Adrian Powell and Robert Smith were nominated for preserving and restoring damaged shells in the Shell Grotto.

The underground maze of tunnels made of millions of shells was discovered in 1835 but could be 12,000 years old.

The site under a residential garden has been damaged by damp conditions after it was concreted over in the 1980s.

Nick Dermott, heritage advisor for Thanet District Council who nominated the conservators, said their "commitment and passion" went beyond the call of duty.

'Real mystery'

"Working eight-hour shifts doing close work in cramped, damp, underground conditions represents a considerable undertaking," he said.

Mr Powell and Mr Smith have been shortlisted for the national English Heritage award along with 16 other rescue projects.

The grotto in Grotto Hill is a privately-owned tourist attraction, but English Heritage watch over its preservation as it became a grade one listed building in 1973.

Current owner Sarah Vickery said: "We don't know a great deal about its history at all, but that's the joy of it.
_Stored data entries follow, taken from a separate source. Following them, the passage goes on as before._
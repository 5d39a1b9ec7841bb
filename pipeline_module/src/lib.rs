pub mod channel;
pub mod classifier;
pub mod deadline;
pub mod ingestion;
pub mod ingestion_queue;
pub mod materializer;
pub mod org_store;
pub mod roster;
pub mod sender_intel;
pub mod service;
pub mod task_store;
pub mod visibility;

pub use materializer::{Materializer, MaterializerConfig, ProcessingReport};
pub use service::{run_server, ServiceConfig};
"So many places now, the mystery's been taken out of them. They can be carbon dated, there's the technology, but we've tried all that here and none of it's worked. So it's a real mystery and that's fabulous."

One theory is that the grotto was a rich man's folly, similar to many built in the 1700s in the grounds of stately homes.

But the site under farmland is not believed to have ever formed part of a large estate, and others believe the grotto is devotional and far older - possibly up to 12,000 years old.